Jeff Jarvis on cash cows

Having a cash cow distracts companies from the future. It makes them complacent: ‘Look at all the money (still) rolling in.’ It makes them think that if they just tweak this and that — if they can still get away with raising their rates even as their audience and value are shrinking — they will continue to keep milking cash from that old cow. It makes them overly cautious: ‘Nobody hurt Bessie!’

And politically, the guys in charge of the cow don’t want anybody inside the company competing with them: no new products, no new power centers, no one else to set strategy, no one else to use resources. They win because, of course, they’re the ones bringing in the cash. Nevermind that they’re the ones stopping the company from building for the future. They’ll tell you that’s not their job. They’re there to protect the cow.

From a Jeff Jarvis post on Big Media

Nikol Lohr on pregnancy

“I don’t want kids. Sometimes I like kids okay, sometimes they’re funny or smart, but I don’t want one growing inside me like a tape worm. They grow in there and press down all your organs and give you incessant heartburn and make you have to pee all the time and make your ankles swell so the only shoes you can wear are flip-flops. And then when they’re finished leeching off you, they slide out like greasy little piglets all mucousy and pink.”

“Then afterwards, you have twenty years of no life of your own. If you do it right, anyway. And then a whole lifetime of worry.
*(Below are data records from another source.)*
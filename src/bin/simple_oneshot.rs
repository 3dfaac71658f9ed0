// 该文件是 Quyu （区域检测） 项目的一部分。
// src/bin/simple_oneshot.rs - 单张图像推理
//
// 本文件根据 Apache 许可证第 2.0 版（以下简称“许可证”）授权使用；
// 除非遵守该许可证条款，否则您不得使用本文件。
// 您可通过以下网址获取许可证副本：
// http://www.apache.org/licenses/LICENSE-2.0
// 除非适用法律要求或书面同意，根据本许可协议分发的软件均按“原样”提供，
// 不附带任何形式的明示或暗示的保证或条件。
// 有关许可权限与限制的具体条款，请参阅本许可协议。
//
// Copyright (C) 2026 Johann Li <me@qinka.pro>, Wareless Group

use anyhow::Result;
use clap::Parser;

use quyu::{
  FromUrl,
  args::CommonArgs,
  input::InputWrapper,
  model::{CocoLabel, Preset, VocLabel, WithLabel, YoloV2Builder},
  output::OutputWrapper,
  task::{OneShotTask, Task},
};
use tracing::info;

/// Quyu 单张图像推理
#[derive(Parser, Debug)]
#[command(author, version, about, long_about = None)]
pub struct Args {
  #[command(flatten)]
  pub common: CommonArgs,
}

fn run<T: WithLabel, const W: u32, const H: u32>(args: &CommonArgs) -> Result<()> {
  let input = InputWrapper::<W, H>::from_url(&args.input)?;
  let model = YoloV2Builder::from_url(&args.model)?
    .preset(args.preset)
    .confidence(args.confidence)
    .nms_threshold(args.nms_threshold)
    .build::<T, W, H>()?;
  let output = OutputWrapper::from_url(&args.output)?;

  OneShotTask.run_task(input, model, output)
}

fn main() -> Result<()> {
  tracing_subscriber::fmt::init();

  let args = Args::parse();

  info!("模型文件路径: {}", args.common.model);
  info!("输入来源: {}", args.common.input);
  info!("输出路径: {}", args.common.output);
  info!("置信度阈值: {}", args.common.confidence);
  info!("NMS 阈值: {}", args.common.nms_threshold);

  match args.common.preset {
    Preset::Voc => run::<VocLabel, 416, 416>(&args.common),
    Preset::Coco => run::<CocoLabel, 608, 608>(&args.common),
  }
}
Like having a dog that outlives you and runs away all the time and chews up all your furniture and pees everywhere and hates you at least for a while no matter what. A dog that no matter how good you try to be is slightly embarrassed of you and will definitely lie and deceive you. A dog that won’t let you pet it and that talks back.”

Doonesbury on bloggers

“Isn’t blogging basically for angry semi-employed losers who are too untalented or too lazy to get real jobs in journalism? I mean if the market REALLY valued what you have to say, wouldn’t someone pay you for it?”

— Doonesbury

The Historian, by Elizabeth Kostova

“A teenage American girl, living in 1972 Amsterdam, comes across an ancient book in the library of her widower father, a former historian and now a diplomat. The book, blank save for an illustration of a dragon and the word Drakulya, contains a cache of faded letters all addressed to “My dear and unfortunate reader.” Thus begins a search for the truth behind the myth of Dracula, a search that crosses continents as well as generations.”
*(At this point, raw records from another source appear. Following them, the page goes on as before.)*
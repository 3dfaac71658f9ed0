// 该文件是 Quyu （区域检测） 项目的一部分。
// src/model.rs - 模型
//
// 本文件根据 Apache 许可证第 2.0 版（以下简称“许可证”）授权使用；
// 除非遵守该许可证条款，否则您不得使用本文件。
// 您可通过以下网址获取许可证副本：
// http://www.apache.org/licenses/LICENSE-2.0
// 除非适用法律要求或书面同意，根据本许可协议分发的软件均按“原样”提供，
// 不附带任何形式的明示或暗示的保证或条件。
// 有关许可权限与限制的具体条款，请参阅本许可协议。
//
// Copyright (C) 2026 Johann Li <me@qinka.pro>, Wareless Group

use crate::decode::DetectedObject;

pub trait Model {
  type Input;
  type Output;
  type Error;

  fn infer(&self, input: &Self::Input) -> Result<Self::Output, Self::Error>;
}

#[derive(Debug, Clone, PartialEq)]
pub struct DetectItem<T> {
  pub kind: T,
  pub score: f32,
  pub bbox: [f32; 4], // [x_min, y_min, x_max, y_max]，原图像素坐标
}

#[derive(Debug, Clone)]
pub struct DetectResult<T> {
  pub items: Box<[DetectItem<T>]>,
}

impl<T> DetectResult<T> {
  pub fn is_empty(&self) -> bool {
    self.items.is_empty()
  }

  pub fn len(&self) -> usize {
    self.items.len()
  }

  pub fn iter(&self) -> std::slice::Iter<'_, DetectItem<T>> {
    self.items.iter()
  }
}

impl<T: WithLabel> From<Vec<DetectedObject>> for DetectResult<T> {
  fn from(objects: Vec<DetectedObject>) -> Self {
    let items = objects
      .into_iter()
      .map(|obj| DetectItem {
        kind: T::from_label_id(obj.class_id as u32),
        score: obj.confidence,
        bbox: [obj.xmin, obj.ymin, obj.xmax, obj.ymax],
      })
      .collect();
    DetectResult { items }
  }
}

pub trait WithLabel: Sized + std::fmt::Debug {
  fn to_label_str(&self) -> String;
  fn to_label_id(&self) -> u32;
  fn from_label_id(id: u32) -> Self;
  fn label_count() -> usize;
}

mod backend;
mod label;
#[cfg(feature = "rknpu")]
mod rknn;
mod yolov2;

pub use self::backend::{
  Backend, BackendError, BackendInfo, BackendWrapper, TensorFileBackend, TensorInfo,
};
pub use self::label::{CocoLabel, VocLabel};
#[cfg(feature = "rknpu")]
pub use self::rknn::RknnBackend;
pub use self::yolov2::{Preset, YoloV2, YoloV2Builder, YoloV2Error};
— The Historian by Elizabeth Kostova

Jeff Jarvis on “citizen media”

“…new world of weblogs and citizens’ media is all about possibilities — many of them unrealized, I grant — while the world of the big, old media is increasingly about worry: fretting over declining revenue, resources, audience, quality, trust. That is one good reason for big media to embrace the small, rather than trying to recapture the old: It’s optimistic, energetic, new, open, growing, and fun; it’s the medium in the better mood and that’s catching. In short: Bloggers make better barmates.”  — Full post here

Next week at Gnomedex, I will be surrounded by lots of bloggers and new media types. I’m looking forward to 3 days of optimism, energy, fun. The future is here and I’m loving it.

Robert Iger on Disney’s New Media strategy

Robert Iger, the future CEO of Disney:

“(We will) not allow management of traditional businesses to get in the way of very, very important migration to new-media platforms.”
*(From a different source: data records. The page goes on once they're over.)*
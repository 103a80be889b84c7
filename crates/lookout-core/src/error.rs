//! Error types for `lookout-core`.
//!
//! Validation errors carry the exact message shown to the website visitor.
//! Mail errors carry the transport's diagnostic text for operator logs and
//! are never rendered to clients verbatim.

/// Errors from validating a lead submission.
#[derive(Debug, Clone, PartialEq, Eq, thiserror::Error)]
pub enum LeadError {
    /// `name` or `phone` was absent, empty, or whitespace only.
    #[error("Name and phone are required")]
    MissingRequired {
        /// Which required fields were missing, in form order.
        fields: Vec<&'static str>,
    },
}

/// Errors from building or delivering an outbound email.
#[derive(Debug, thiserror::Error)]
pub enum MailError {
    /// A required configuration value is missing.
    #[error("missing required config: {0}")]
    MissingConfig(String),

    /// A configuration value could not be parsed.
    #[error("invalid config value for {var}: {reason}")]
    InvalidConfig { var: String, reason: String },

    /// An address did not parse as an RFC 5322 mailbox.
    #[error("invalid email address: {0}")]
    InvalidAddress(String),

    /// The message could not be assembled.
    #[error("failed to build message: {0}")]
    Build(String),

    /// The relay rejected the message or the connection failed.
    #[error("SMTP error: {0}")]
    Smtp(String),
}

/// Errors from submitting a lead through [`crate::intake::LeadIntake`].
#[derive(Debug, thiserror::Error)]
pub enum IntakeError {
    /// The submission failed validation; nothing was sent.
    #[error(transparent)]
    Validation(#[from] LeadError),

    /// The submission was valid but the email could not be delivered.
    #[error("lead delivery failed: {0}")]
    Delivery(#[from] MailError),
}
Hmmm. Disney probably has enough money to pull that off but I’m not sure how smaller companies (like ours) accomplish this. The landscape might look very different in a few years. [Hollywood Reporter by way of E-Media Tidbits]

Profitable Demise

An intriguing open to a thoughtful article by Jay Rosen (PressThink). The piece (Laying the newspaper gently down to die. And keeping the spirit of journalism alive.) looks at challenges facing the newspaper business and how it is (or is not) meeting those challenges. But I believe there’s something here for all traditional media. My big take-away was a concept called “harvesting market position.” A last-resort business model for companies undermined by substitute technology.

“An industry that won’t move until it is certain of days as good as its golden past is effecively dead, from a strategic point of view. Besides, there is an alternative if you don’t have the faith or will or courage needed to accept reality and deal. The alternative is to drive the property to a profitable demise.

Drive the property to a profitable demise. You won’t see that in the company mission statement. But my favorite quote from Professor Rosen’s article came from Craig Newmark (craigslist):

“I realize I’m no news guy, not an activist; just like everyone else, tired of news that I can’t trust. My favorite irony is that Jon Stewart produces fake news that’s honest; and the White House produces allegedly honest news that’s really fake.”